Directions:
Looking at the listing, state how many of its lines contain the string "hold". Write only the number.

*** Material shown ***

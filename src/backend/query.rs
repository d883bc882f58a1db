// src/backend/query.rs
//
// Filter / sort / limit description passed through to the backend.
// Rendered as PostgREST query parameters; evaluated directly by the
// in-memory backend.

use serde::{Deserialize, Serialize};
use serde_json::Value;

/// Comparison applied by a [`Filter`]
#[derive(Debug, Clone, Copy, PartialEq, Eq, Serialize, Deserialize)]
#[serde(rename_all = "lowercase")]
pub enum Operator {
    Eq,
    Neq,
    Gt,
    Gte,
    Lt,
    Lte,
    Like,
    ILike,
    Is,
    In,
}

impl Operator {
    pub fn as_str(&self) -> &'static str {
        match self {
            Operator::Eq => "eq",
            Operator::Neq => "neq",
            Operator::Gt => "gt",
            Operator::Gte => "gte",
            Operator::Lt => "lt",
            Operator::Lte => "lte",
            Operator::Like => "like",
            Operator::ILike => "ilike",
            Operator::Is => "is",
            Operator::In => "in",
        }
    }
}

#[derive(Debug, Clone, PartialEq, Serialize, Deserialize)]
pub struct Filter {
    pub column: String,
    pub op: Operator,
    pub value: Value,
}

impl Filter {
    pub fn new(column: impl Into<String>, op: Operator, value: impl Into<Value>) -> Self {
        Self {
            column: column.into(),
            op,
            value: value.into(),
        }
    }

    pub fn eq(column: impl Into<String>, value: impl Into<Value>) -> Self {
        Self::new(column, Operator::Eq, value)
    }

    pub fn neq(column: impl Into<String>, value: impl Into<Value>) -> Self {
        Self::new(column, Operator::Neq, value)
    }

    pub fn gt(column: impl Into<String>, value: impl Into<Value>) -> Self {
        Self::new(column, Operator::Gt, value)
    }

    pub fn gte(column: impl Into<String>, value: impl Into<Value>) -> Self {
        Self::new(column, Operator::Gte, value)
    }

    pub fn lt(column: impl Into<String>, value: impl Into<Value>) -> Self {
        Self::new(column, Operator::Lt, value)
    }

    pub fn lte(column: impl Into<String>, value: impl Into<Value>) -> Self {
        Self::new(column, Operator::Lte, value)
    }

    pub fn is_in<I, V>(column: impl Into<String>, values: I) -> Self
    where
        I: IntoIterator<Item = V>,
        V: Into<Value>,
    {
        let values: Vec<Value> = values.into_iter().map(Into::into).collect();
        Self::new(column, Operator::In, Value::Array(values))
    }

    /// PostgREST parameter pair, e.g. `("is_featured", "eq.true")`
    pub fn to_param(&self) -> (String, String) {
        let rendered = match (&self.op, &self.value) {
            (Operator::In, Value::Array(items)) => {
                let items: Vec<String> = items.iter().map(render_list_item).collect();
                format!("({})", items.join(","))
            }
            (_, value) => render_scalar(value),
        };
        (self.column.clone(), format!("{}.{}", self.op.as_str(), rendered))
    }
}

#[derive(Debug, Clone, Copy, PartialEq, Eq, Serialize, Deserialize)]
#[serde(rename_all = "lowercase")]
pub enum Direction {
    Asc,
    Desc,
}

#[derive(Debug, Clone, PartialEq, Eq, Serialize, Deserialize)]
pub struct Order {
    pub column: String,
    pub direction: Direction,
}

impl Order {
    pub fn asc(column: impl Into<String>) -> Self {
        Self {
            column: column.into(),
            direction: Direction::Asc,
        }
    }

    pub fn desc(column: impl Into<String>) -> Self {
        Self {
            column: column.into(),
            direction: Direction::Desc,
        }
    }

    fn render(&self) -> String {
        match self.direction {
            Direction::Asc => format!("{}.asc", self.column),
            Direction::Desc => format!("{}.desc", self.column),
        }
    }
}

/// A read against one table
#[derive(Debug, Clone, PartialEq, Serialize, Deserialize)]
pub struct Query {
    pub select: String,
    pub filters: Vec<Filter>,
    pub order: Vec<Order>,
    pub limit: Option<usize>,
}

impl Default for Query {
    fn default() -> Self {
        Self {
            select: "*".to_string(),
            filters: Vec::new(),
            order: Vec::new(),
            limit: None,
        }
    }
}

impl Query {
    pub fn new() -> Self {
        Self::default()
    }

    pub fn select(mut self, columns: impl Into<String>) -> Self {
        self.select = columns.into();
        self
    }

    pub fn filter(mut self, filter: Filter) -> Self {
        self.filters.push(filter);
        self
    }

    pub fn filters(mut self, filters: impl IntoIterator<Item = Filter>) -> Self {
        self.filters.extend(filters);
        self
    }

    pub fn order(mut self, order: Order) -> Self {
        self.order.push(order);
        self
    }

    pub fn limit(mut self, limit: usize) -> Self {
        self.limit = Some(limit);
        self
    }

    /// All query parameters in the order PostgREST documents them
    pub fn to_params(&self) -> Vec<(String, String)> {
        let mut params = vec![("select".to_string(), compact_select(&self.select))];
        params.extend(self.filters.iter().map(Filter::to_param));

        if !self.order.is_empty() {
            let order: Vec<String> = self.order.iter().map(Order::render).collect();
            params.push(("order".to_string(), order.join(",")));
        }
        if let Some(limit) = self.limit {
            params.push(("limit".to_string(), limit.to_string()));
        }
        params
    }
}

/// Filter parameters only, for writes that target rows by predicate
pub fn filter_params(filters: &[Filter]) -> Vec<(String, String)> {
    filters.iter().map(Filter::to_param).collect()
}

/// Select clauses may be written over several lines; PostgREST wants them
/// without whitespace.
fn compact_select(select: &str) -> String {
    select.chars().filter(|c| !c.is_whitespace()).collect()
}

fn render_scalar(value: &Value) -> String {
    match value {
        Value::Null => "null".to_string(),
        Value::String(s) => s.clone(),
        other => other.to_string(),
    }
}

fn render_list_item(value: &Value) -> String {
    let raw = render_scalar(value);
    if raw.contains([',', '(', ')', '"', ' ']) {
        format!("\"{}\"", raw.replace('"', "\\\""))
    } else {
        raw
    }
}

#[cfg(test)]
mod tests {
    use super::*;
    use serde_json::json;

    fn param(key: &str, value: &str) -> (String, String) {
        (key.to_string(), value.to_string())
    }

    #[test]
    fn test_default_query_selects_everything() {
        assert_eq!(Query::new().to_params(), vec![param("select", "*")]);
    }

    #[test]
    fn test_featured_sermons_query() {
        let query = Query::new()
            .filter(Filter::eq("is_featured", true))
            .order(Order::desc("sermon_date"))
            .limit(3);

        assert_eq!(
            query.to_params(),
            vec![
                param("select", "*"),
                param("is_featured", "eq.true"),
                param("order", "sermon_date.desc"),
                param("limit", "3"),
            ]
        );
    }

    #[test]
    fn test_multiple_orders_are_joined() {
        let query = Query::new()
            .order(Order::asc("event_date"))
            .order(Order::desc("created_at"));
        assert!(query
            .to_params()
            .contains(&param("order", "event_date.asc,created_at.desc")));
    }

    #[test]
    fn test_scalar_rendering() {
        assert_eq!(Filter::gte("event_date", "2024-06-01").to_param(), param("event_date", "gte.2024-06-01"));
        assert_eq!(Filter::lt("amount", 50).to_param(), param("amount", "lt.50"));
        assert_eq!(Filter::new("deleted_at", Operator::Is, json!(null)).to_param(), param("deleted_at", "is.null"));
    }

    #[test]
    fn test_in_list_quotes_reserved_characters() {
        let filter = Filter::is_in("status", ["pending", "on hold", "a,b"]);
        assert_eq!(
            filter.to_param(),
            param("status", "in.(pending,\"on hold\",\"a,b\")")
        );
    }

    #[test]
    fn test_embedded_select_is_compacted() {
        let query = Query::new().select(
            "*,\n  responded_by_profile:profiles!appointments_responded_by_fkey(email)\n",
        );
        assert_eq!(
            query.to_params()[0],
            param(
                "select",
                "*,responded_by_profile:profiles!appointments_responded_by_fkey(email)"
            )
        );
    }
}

***

Reply:
2